Ça vient de l’anglais : no mobile (sans cell).
Et c’est cette maladie, cette phobie, qui explique qu’il y ait autant de spectateurs qui emmerdent tout le monde en gardant leur cellulaire ouvert pendant les spectacles.
ÊTRE OU NE PAS ÊTRE CHIANT
Mercredi, dans ma chronique, je vous parlais de cette pièce de théâtre à laquelle j’ai assisté et où des cellulaires ont sonné à trois reprises. Y’a rien là !, m’a dit Guy Nantel, à QUB radio. Pendant un de ses spectacles d’humour, un cell a sonné dans la salle, le spectateur a répondu et a commenté : « Je suis au spectacle de Guy Nantel.
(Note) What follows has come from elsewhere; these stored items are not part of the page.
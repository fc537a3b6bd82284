use log::{debug, info, warn};
use std::thread;
use std::time::Duration;

use crate::core::jobs::{
  JobError, JobHandle, Scheduler, job_statuses,
  status::{JobState, StatusRow},
};

/// Default pause between two accounting queries
pub const DEFAULT_POLL_INTERVAL: Duration = Duration::from_secs(10);

/// Marker printed by the queue listing when a node request cannot be satisfied
pub const DEFAULT_UNAVAILABLE_MARKER: &str = "ReqNodeNotAvail";

/// How a waited-on job settled
#[derive(Debug, Clone, PartialEq)]
pub enum WaitOutcome {
  /// Every row reported COMPLETED
  Completed,
  /// At least one row reported FAILED; all rows are returned
  Failed(Vec<StatusRow>),
  /// Settled in some other state mix. Empty when the accounting tool had no rows.
  Unknown(Vec<JobState>),
  /// The queue reported that the resource request cannot be satisfied
  Unsatisfiable(String),
}

impl WaitOutcome {
  pub fn is_completed(&self) -> bool {
    matches!(self, WaitOutcome::Completed)
  }
}

#[derive(Debug, Clone)]
pub struct WaitOptions {
  pub interval: Duration,
  pub unavailable_marker: String,
}

impl Default for WaitOptions {
  fn default() -> Self {
    WaitOptions {
      interval: DEFAULT_POLL_INTERVAL,
      unavailable_marker: DEFAULT_UNAVAILABLE_MARKER.to_string(),
    }
  }
}

/// Block until no row of `handle` is PENDING or RUNNING.
/// Polls at a fixed interval with no ceiling.
pub fn wait_until_complete(
  scheduler: &dyn Scheduler,
  handle: &JobHandle,
  options: &WaitOptions,
) -> Result<WaitOutcome, JobError> {
  info!("Waiting for job {}", handle);
  thread::sleep(options.interval);

  loop {
    let statuses = job_statuses(scheduler, handle)?;

    if !statuses.any_active() {
      if statuses.is_empty() {
        warn!("No accounting rows for job {}", handle);
        return Ok(WaitOutcome::Unknown(Vec::new()));
      }
      if statuses.all(&JobState::Completed) {
        info!("Job {} complete", handle);
        return Ok(WaitOutcome::Completed);
      }
      if statuses.any(&JobState::Failed) {
        warn!("Job {} failed", handle);
        return Ok(WaitOutcome::Failed(statuses.rows().to_vec()));
      }
      warn!("Job {} settled in states {:?}", handle, statuses.states());
      return Ok(WaitOutcome::Unknown(statuses.states()));
    }

    if statuses.any(&JobState::Pending) {
      if let Some(line) = find_unavailable(scheduler, handle, &options.unavailable_marker)? {
        warn!("Resources for job {} cannot be satisfied: {}", handle, line);
        return Ok(WaitOutcome::Unsatisfiable(line));
      }
    }

    debug!("Job {} still active: {:?}", handle, statuses.summary());
    thread::sleep(options.interval);
  }
}

/// Scan the live queue for a line of `handle` (or one of its array tasks)
/// that carries `marker`
pub fn find_unavailable(
  scheduler: &dyn Scheduler,
  handle: &JobHandle,
  marker: &str,
) -> Result<Option<String>, JobError> {
  let queue = scheduler.queue()?;
  let task_prefix = format!("{}_", handle);
  Ok(
    queue
      .lines()
      .find(|line| {
        let names_job = line
          .split_whitespace()
          .next()
          .is_some_and(|id| id == handle.as_str() || id.starts_with(&task_prefix));
        names_job && line.contains(marker)
      })
      .map(|line| line.trim().to_string()),
  )
}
Ouain, c’est pas pire. »
Il y a quelques années, en 2015, le comédien Benedict Cumberbatch a joué Hamlet au théâtre. En sortant de la première, il a tenu à s’adresser aux fans qui étaient venus le voir... pour les engueuler, car il avait vu des cellulaires le filmer toute la soirée.
« Je peux voir les caméras, je peux voir les lumières rouges dans la salle. C’est évident et c’est épouvantable. Il n’y a rien de moins solidaire et de moins agréable pour un comédien que d’être sur scène et de vivre ça. »
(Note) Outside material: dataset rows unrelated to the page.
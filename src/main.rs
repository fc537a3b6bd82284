mod cli;
mod core;

fn main() -> anyhow::Result<std::process::ExitCode> {
  cli::main()
}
- Ne manquez pas La rencontre de l'heure Nantel-Durocher avec Guy Nantel, tous les jours 15 h 00, en direct ou en balado sur les ondes de QUB radio
Cumberbatch était même capable de dire qu’une caméra l’avait filmé à tel siège de telle rangée. Être ou ne pas être un élément perturbateur, telle est la question. Avoir ou ne pas avoir de sens civique, telle est aussi la question.
Mais il n’y a pas que les cellulaires. Il y a aussi ces h$%$% de c@#$%$#$ de t#$%$#$% de petites montres digitales, iWatch et autres, qui s’allument au moindre geste.
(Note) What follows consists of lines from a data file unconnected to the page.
pub mod bids;
pub mod jobs;
pub mod parsers;
pub mod settings;

#[cfg(test)]
mod tests;

use std::path::{Path, PathBuf};

use crate::core::bids::{ConvertOptions, SubjectConversion};
use crate::core::jobs::descriptor::JobDescriptor;
use crate::core::jobs::script::{RenderedScript, write_script};
use crate::core::jobs::slurm::SlurmScheduler;
use crate::core::jobs::status::JobStatuses;
use crate::core::jobs::wait::{WaitOutcome, wait_until_complete};
use crate::core::jobs::{JobHandle, Scheduler};
use crate::core::parsers::JobDefaults;
use crate::core::settings::Settings;

pub struct Slurmbids {
  path: PathBuf,
  settings: Settings,
  scheduler: Box<dyn Scheduler>,
}

#[derive(thiserror::Error, Debug)]
pub enum SlurmbidsError {
  #[error("Settings Error: {0}")]
  SettingsError(#[from] settings::SettingsError),
  #[error("Parser Error: {0}")]
  ParserError(#[from] parsers::ParserError),
  #[error("Job Error: {0}")]
  JobError(#[from] jobs::JobError),
  #[error("BIDS Error: {0}")]
  BidsError(#[from] bids::BidsError),
  #[error("IO Error: {0}")]
  IoError(#[from] std::io::Error),
}

impl Slurmbids {
  pub fn new() -> Result<Self, SlurmbidsError> {
    let _ = env_logger::try_init();

    let path = std::env::current_dir()?;
    let settings = settings::load_settings(&path)?;
    let scheduler = SlurmScheduler::new(settings.throttle_command.clone());
    Ok(Slurmbids::with_scheduler(path, settings, Box::new(scheduler)))
  }

  pub fn with_scheduler(path: PathBuf, settings: Settings, scheduler: Box<dyn Scheduler>) -> Self {
    Slurmbids {
      path,
      settings,
      scheduler,
    }
  }

  /// Create the local `.slurmbids` directory under `path` and make sure the
  /// global settings file exists
  pub fn init(path: &Path) -> Result<PathBuf, SlurmbidsError> {
    let dir = settings::init_local_dir(path)?;
    let global = settings::get_settings_global()?;
    settings::set_settings_global(&global)?;
    Ok(dir)
  }

  pub fn settings(&self) -> &Settings {
    &self.settings
  }

  /// Store the default account, in the nearest local settings or globally
  pub fn set_account(&mut self, name: &str, local: bool) -> Result<(), SlurmbidsError> {
    if local {
      let dir = settings::find_local_dir(&self.path)?;
      let mut local_settings = settings::get_settings_local(&dir)?;
      local_settings.account = Some(name.to_string());
      settings::set_settings_local(&dir, &local_settings)?;
    } else {
      let mut global = settings::get_settings_global()?;
      global.account = Some(name.to_string());
      settings::set_settings_global(&global)?;
    }
    self.settings.account = Some(name.to_string());
    Ok(())
  }

  pub fn load_job(&self, file: &Path) -> Result<JobDescriptor, SlurmbidsError> {
    Ok(parsers::parse_job_from_file(
      file,
      &JobDefaults::from(&self.settings),
    )?)
  }

  /// Render the job described in `file`. The script lands next to the job
  /// file as `<name>.srun` unless `output` is given.
  pub fn write_job(
    &self,
    file: &Path,
    output: Option<&Path>,
  ) -> Result<RenderedScript, SlurmbidsError> {
    let job = self.load_job(file)?;
    let path = match output {
      Some(path) => path.to_path_buf(),
      None => file
        .parent()
        .unwrap_or(Path::new("."))
        .join(job.default_script_name()),
    };
    Ok(write_script(&job, &path)?)
  }

  /// Render and submit the job described in `file`
  pub fn submit(
    &self,
    file: &Path,
    output: Option<&Path>,
  ) -> Result<Option<JobHandle>, SlurmbidsError> {
    let script = self.write_job(file, output)?;
    Ok(jobs::submit_script(self.scheduler.as_ref(), &script.path)?)
  }

  pub fn wrap(&self, job: &JobDescriptor) -> Result<Option<JobHandle>, SlurmbidsError> {
    Ok(jobs::wrap_job(self.scheduler.as_ref(), job)?)
  }

  pub fn status(&self, handle: &JobHandle) -> Result<JobStatuses, SlurmbidsError> {
    Ok(jobs::job_statuses(self.scheduler.as_ref(), handle)?)
  }

  pub fn info(&self, handle: &JobHandle, fields: &[&str]) -> Result<String, SlurmbidsError> {
    Ok(jobs::job_info(self.scheduler.as_ref(), handle, fields)?)
  }

  pub fn wait(&self, handle: &JobHandle) -> Result<WaitOutcome, SlurmbidsError> {
    Ok(wait_until_complete(
      self.scheduler.as_ref(),
      handle,
      &self.settings.wait_options(),
    )?)
  }

  /// Mail `email`, or the configured address, once `handle` ends
  pub fn notify(
    &self,
    handle: &JobHandle,
    email: Option<&str>,
  ) -> Result<Option<JobHandle>, SlurmbidsError> {
    let email = email.or(self.settings.email.as_deref());
    Ok(jobs::notify(
      self.scheduler.as_ref(),
      handle,
      email,
      self.settings.account.as_deref(),
    )?)
  }

  /// Output and error files of `handle` for the job described in `file`
  pub fn output_files(
    &self,
    file: &Path,
    handle: &JobHandle,
    extension: Option<&str>,
  ) -> Result<Vec<PathBuf>, SlurmbidsError> {
    let job = self.load_job(file)?;
    Ok(jobs::output_files(&job, handle, extension)?)
  }

  /// Conversion options seeded from the settings
  pub fn convert_options(&self) -> ConvertOptions {
    ConvertOptions {
      modules: self.settings.modules(),
      authors: self.settings.authors().to_vec(),
      account: self.settings.account.clone(),
      ..Default::default()
    }
  }

  pub fn convert(
    &self,
    dicom_dir: &Path,
    bids_dir: &Path,
    map_file: &Path,
    options: &ConvertOptions,
  ) -> Result<Vec<SubjectConversion>, SlurmbidsError> {
    let map = parsers::parse_bids_map_from_file(map_file)?;
    Ok(bids::convert(
      self.scheduler.as_ref(),
      dicom_dir,
      bids_dir,
      &map,
      options,
    )?)
  }
}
Qui a pu imaginer qu’une lumière (ou dix ou quarante) qui s’allume en plein milieu d’une salle plongée dans le noir, ça ne dérangeait pas les gens autour ?
Heille, ça ne vous tente pas de la fermer, votre montre, avant le spectacle ? Avez-vous vraiment besoin de savoir quelle heure il est, combien de pas vous avez faits dans votre journée et quel est le dernier vidéo de chat à ne pas manquer, en plein milieu d’un spectacle ?
PAS MORGANE DE TOI
Il y a un mois, c’était au tour du chanteur Renaud de péter les plombs. Il y a des consignes interdisant de filmer et photographier son spectacle, « à l’entrée de la salle et juste avant le début du concert », précisent les médias français.
Mais en concert à Lille le 22 février, Renaud a interpellé un spectateur qui utilisait son cellulaire, se moquant complètement des consignes. Puis Renaud s’est interrompu en plein milieu d’une chanson pour dire : « Je n’ai plus envie de chanter. Il n’y a pas un voisin qui peut lui dire d’arrêter ? »
C’est ça qu’on va voir de plus en plus. Des comédiens, des humoristes, des musiciens qui interrompent leur spectacle pour engueuler, humilier, ridiculiser les spectateurs fautifs.
Des tas de « nomophobes » à qui on a envie de dire les mots de la chanson de Renaud : « Casse-toi, tu pues, et marche à l’ombre ».